The parallel algorithm to be implemented is:

Interpolate (IBM) - computation - done.
Collect nodes (collect velocities corresponding to nodes that are physically on a different subdomain) - comms - not done.
Update position - computation - done.
Migrate cells - comms - partially done.
Compute forces - computation - done.
Distribute nodes (send node index, forces, etc, similarly to collect nodes) - partially done.
Compute particle-particle interaction - computation - done.
Spread forces (IBM) - comms - done.
Solve LBM - computation - done.
Iterate

Task 8

Nothing done beyond the potential overlaps with other tasks.

Preliminary simulations

Node location written out in lattice units.
Moduli are currently set to 0 in large_cylinder_rbc.xml. Instead use:
Don't expose volume and surface moduli to the user, set them to 1 in lattice units.
k_strain = 5e-6 N/m
k_bending = 2e-19 Nm
k_dilation = 0.5 N/m
We see abnormal deformation. Possible causes:
Velocity interpolation.
Position update.
Test both the previous with a constant velocity field with unit tests.

Planning ahead

Planning for 2.5 months until end of August.

Gary and Mayeul to work full time (combined) until end of August. That equates to 2 months worth of work if we take into account holidays.

For the ICCB poster we will focus on a small network of capillaries and run a simulation with a realistic hematocrit of 10-15%.

What do we need for the poster at ICCB:

Finish task 5 (particle iolets). Mayeul.
We will implement cell growth in the virtual inlet. Cell growth with walls. Code will figure out where to place the cells before growing them based on knowledge of cylindrical domain. !Mayeul/Gary.
VMTK flow extensions. Miguel
Task 9: Cell output via HDF5 (or derived) and postprocessing scripts to generate Paraview vis. Gary.

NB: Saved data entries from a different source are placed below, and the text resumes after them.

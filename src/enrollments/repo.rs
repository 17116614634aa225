use async_trait::async_trait;
use uuid::Uuid;

use super::repo_types::{
    CourseEnrollee, EnrollInsert, Enrollment, EnrollmentParties, EnrollmentStatus,
    EnrollmentWithCourse,
};
use crate::db::{is_unique_violation, PgStore};

#[async_trait]
pub trait EnrollmentRepo: Send + Sync {
    async fn find_enrollment(&self, id: Uuid) -> anyhow::Result<Option<Enrollment>>;
    async fn find_enrollment_parties(&self, id: Uuid)
        -> anyhow::Result<Option<EnrollmentParties>>;
    async fn find_enrollment_for(
        &self,
        user_id: Uuid,
        course_id: Uuid,
    ) -> anyhow::Result<Option<Enrollment>>;
    async fn count_active_enrollments(&self, course_id: Uuid) -> anyhow::Result<i64>;
    /// Re-checks capacity and uniqueness atomically with the insert.
    async fn insert_enrollment(&self, user_id: Uuid, course_id: Uuid)
        -> anyhow::Result<EnrollInsert>;
    async fn set_enrollment_status(
        &self,
        id: Uuid,
        status: EnrollmentStatus,
    ) -> anyhow::Result<Option<Enrollment>>;
    async fn set_enrollment_grade(&self, id: Uuid, grade: &str)
        -> anyhow::Result<Option<Enrollment>>;
    /// Newest first.
    async fn list_enrollments_for_user(
        &self,
        user_id: Uuid,
    ) -> anyhow::Result<Vec<EnrollmentWithCourse>>;
    async fn list_course_enrollments(&self, course_id: Uuid)
        -> anyhow::Result<Vec<CourseEnrollee>>;
}

const ENROLLMENT_COLUMNS: &str = "id, user_id, course_id, status, grade, enrolled_at";

#[async_trait]
impl EnrollmentRepo for PgStore {
    async fn find_enrollment(&self, id: Uuid) -> anyhow::Result<Option<Enrollment>> {
        let row = sqlx::query_as::<_, Enrollment>(&format!(
            "SELECT {ENROLLMENT_COLUMNS} FROM enrollments WHERE id = $1"
        ))
        .bind(id)
        .fetch_optional(&self.pool)
        .await?;
        Ok(row)
    }

    async fn find_enrollment_parties(
        &self,
        id: Uuid,
    ) -> anyhow::Result<Option<EnrollmentParties>> {
        let row = sqlx::query_as::<_, EnrollmentParties>(
            r#"
            SELECT e.id, e.user_id, e.course_id, e.status, e.grade, e.enrolled_at,
                   u.name AS student_name, c.name AS course_name
              FROM enrollments e
              JOIN users u ON u.id = e.user_id
              JOIN courses c ON c.id = e.course_id
             WHERE e.id = $1
            "#,
        )
        .bind(id)
        .fetch_optional(&self.pool)
        .await?;
        Ok(row)
    }

    async fn find_enrollment_for(
        &self,
        user_id: Uuid,
        course_id: Uuid,
    ) -> anyhow::Result<Option<Enrollment>> {
        let row = sqlx::query_as::<_, Enrollment>(&format!(
            "SELECT {ENROLLMENT_COLUMNS} FROM enrollments WHERE user_id = $1 AND course_id = $2"
        ))
        .bind(user_id)
        .bind(course_id)
        .fetch_optional(&self.pool)
        .await?;
        Ok(row)
    }

    async fn count_active_enrollments(&self, course_id: Uuid) -> anyhow::Result<i64> {
        let (count,): (i64,) = sqlx::query_as(
            "SELECT COUNT(*) FROM enrollments WHERE course_id = $1 AND status = 'ACTIVE'",
        )
        .bind(course_id)
        .fetch_one(&self.pool)
        .await?;
        Ok(count)
    }

    async fn insert_enrollment(
        &self,
        user_id: Uuid,
        course_id: Uuid,
    ) -> anyhow::Result<EnrollInsert> {
        let mut tx = self.pool.begin().await?;

        // Row lock serialises concurrent enrollments into the same course.
        let capacity: Option<(i32,)> =
            sqlx::query_as("SELECT capacity FROM courses WHERE id = $1 FOR UPDATE")
                .bind(course_id)
                .fetch_optional(&mut *tx)
                .await?;
        let Some((capacity,)) = capacity else {
            return Ok(EnrollInsert::CourseMissing);
        };

        let (active,): (i64,) = sqlx::query_as(
            "SELECT COUNT(*) FROM enrollments WHERE course_id = $1 AND status = 'ACTIVE'",
        )
        .bind(course_id)
        .fetch_one(&mut *tx)
        .await?;
        if active >= i64::from(capacity) {
            return Ok(EnrollInsert::Full);
        }

        let res = sqlx::query_as::<_, Enrollment>(&format!(
            r#"
            INSERT INTO enrollments (user_id, course_id, status)
            VALUES ($1, $2, 'ACTIVE')
            RETURNING {ENROLLMENT_COLUMNS}
            "#
        ))
        .bind(user_id)
        .bind(course_id)
        .fetch_one(&mut *tx)
        .await;
        let enrollment = match res {
            Ok(e) => e,
            Err(e) if is_unique_violation(&e) => return Ok(EnrollInsert::Duplicate),
            Err(e) => return Err(e.into()),
        };

        tx.commit().await?;
        Ok(EnrollInsert::Created(enrollment))
    }

    async fn set_enrollment_status(
        &self,
        id: Uuid,
        status: EnrollmentStatus,
    ) -> anyhow::Result<Option<Enrollment>> {
        let row = sqlx::query_as::<_, Enrollment>(&format!(
            "UPDATE enrollments SET status = $2 WHERE id = $1 RETURNING {ENROLLMENT_COLUMNS}"
        ))
        .bind(id)
        .bind(status)
        .fetch_optional(&self.pool)
        .await?;
        Ok(row)
    }

    async fn set_enrollment_grade(
        &self,
        id: Uuid,
        grade: &str,
    ) -> anyhow::Result<Option<Enrollment>> {
        let row = sqlx::query_as::<_, Enrollment>(&format!(
            "UPDATE enrollments SET grade = $2 WHERE id = $1 RETURNING {ENROLLMENT_COLUMNS}"
        ))
        .bind(id)
        .bind(grade)
        .fetch_optional(&self.pool)
        .await?;
        Ok(row)
    }

    async fn list_enrollments_for_user(
        &self,
        user_id: Uuid,
    ) -> anyhow::Result<Vec<EnrollmentWithCourse>> {
        let rows = sqlx::query_as::<_, EnrollmentWithCourse>(
            r#"
            SELECT e.id, e.user_id, e.course_id, e.status, e.grade, e.enrolled_at,
                   c.code AS course_code, c.name AS course_name, c.credits AS course_credits,
                   c.instructor AS course_instructor, c.schedule AS course_schedule
              FROM enrollments e
              JOIN courses c ON c.id = e.course_id
             WHERE e.user_id = $1
             ORDER BY e.enrolled_at DESC
            "#,
        )
        .bind(user_id)
        .fetch_all(&self.pool)
        .await?;
        Ok(rows)
    }

    async fn list_course_enrollments(
        &self,
        course_id: Uuid,
    ) -> anyhow::Result<Vec<CourseEnrollee>> {
        let rows = sqlx::query_as::<_, CourseEnrollee>(
            r#"
            SELECT e.id AS enrollment_id, e.user_id, u.name AS student_name,
                   u.email AS student_email, e.status, e.grade, e.enrolled_at
              FROM enrollments e
              JOIN users u ON u.id = e.user_id
             WHERE e.course_id = $1
             ORDER BY u.name ASC
            "#,
        )
        .bind(course_id)
        .fetch_all(&self.pool)
        .await?;
        Ok(rows)
    }
}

In terms of parallelisation, CellController implements IteratedAction interface. As a first approximation we will let it issue its own MPI comms (via HemeLB's wrapper class) instead of interacting with the coalesced communication.

Simulation timestep has multiple phases. Each phases has multiple steps. Each phase implements a communication cycle (a single synchronisation point).

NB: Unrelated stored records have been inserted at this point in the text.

use anyhow::Context;
use sqlx::{postgres::PgPoolOptions, PgPool};

use crate::announcements::repo::AnnouncementRepo;
use crate::attendance::repo::AttendanceRepo;
use crate::audit::repo::AuditRepo;
use crate::auth::repo::UserRepo;
use crate::config::AppConfig;
use crate::courses::repo::CourseRepo;
use crate::enrollments::repo::EnrollmentRepo;
use crate::materials::repo::MaterialRepo;

#[cfg(test)]
pub mod memory;

/// The persistence gateway: every feature repository behind one object.
pub trait Store:
    UserRepo
    + CourseRepo
    + EnrollmentRepo
    + AttendanceRepo
    + AnnouncementRepo
    + MaterialRepo
    + AuditRepo
{
}

impl<T> Store for T where
    T: UserRepo
        + CourseRepo
        + EnrollmentRepo
        + AttendanceRepo
        + AnnouncementRepo
        + MaterialRepo
        + AuditRepo
{
}

/// Postgres-backed store.
#[derive(Clone)]
pub struct PgStore {
    pub(crate) pool: PgPool,
}

impl PgStore {
    pub async fn connect(config: &AppConfig) -> anyhow::Result<Self> {
        let pool = PgPoolOptions::new()
            .max_connections(config.max_connections)
            .connect(&config.database_url)
            .await
            .context("connect to database")?;
        Ok(Self { pool })
    }

    pub async fn migrate(&self) -> anyhow::Result<()> {
        sqlx::migrate!("./migrations")
            .run(&self.pool)
            .await
            .context("run migrations")?;
        Ok(())
    }
}

pub(crate) fn is_unique_violation(err: &sqlx::Error) -> bool {
    matches!(err, sqlx::Error::Database(db) if db.is_unique_violation())
}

The parallel algorithm to be implemented is:

VelocityPhase: Interpolate (IBM)
VelocityPhase: Collect nodes (collect velocities corresponding to nodes that are physically on a different subdomain)
VelocityPhase: Update position
ForceAndOwnershipPhase: Migrate cells
ForceAndOwnershipPhase: Compute forces
ForceAndOwnershipPhase: Distribute nodes (send node index, forces, etc, similarly to collect nodes)
ForceAndOwnershipPhase: Compute particle-particle interaction
ForceAndOwnershipPhase: Spread forces (IBM)
!LBPhase: Solve LBM
Iterate

Publication plan

Journals: JOCS, CPC, PLOS Comp Bio, Frontiers in Physiology, SIAM Scientific Computing, eLife.

What does it enable:

Microfluidics: applications that require sparse geometries. Cell separation.
Droplet microfluidics. Droplet flow control, sorting. Biopharma. Single cells within a droplet.
Hemorheology microvasculature. Plasma separation. Understanding design principles of branching patterns.

What's technically novel:

IBM with sparse geometries. Its parallelisation.
Applications that require big systems.

Timeline:

!Miguel/Timm write introduction in August. Continue with methods until after ICCB.
While doing the previous we should come up with concrete ideas for simulation studies (hypothesis).

Follow-up grants

Options:

Look for relevant H2020 calls and go for big application including multiple partners.
Looks more like BBSRC remit than EPSRC.

Potential projects:

Oxygen delivery in the retina. Diabetic retinopathy.
Drug delivery in tumours.
Distribution in cells in general networks. Design principles of cardiovascular system.
Hematocrit going down in microvasculature means lower viscosity and lower resistance to flow. Does this help with reducing cardiac work?
Implications of Murray's law to cell distribution at branches.
Oxygen delivery wants increased contact area. RBC need to be soft. In large vessels cells don't get close to the walls. How did softness and small vessels codeveloped?
Axel Pries, Tim Secomb. Studies on oxygen delivery, hematocrit, etc. Check out latest 5 papers and look for gaps in the literature.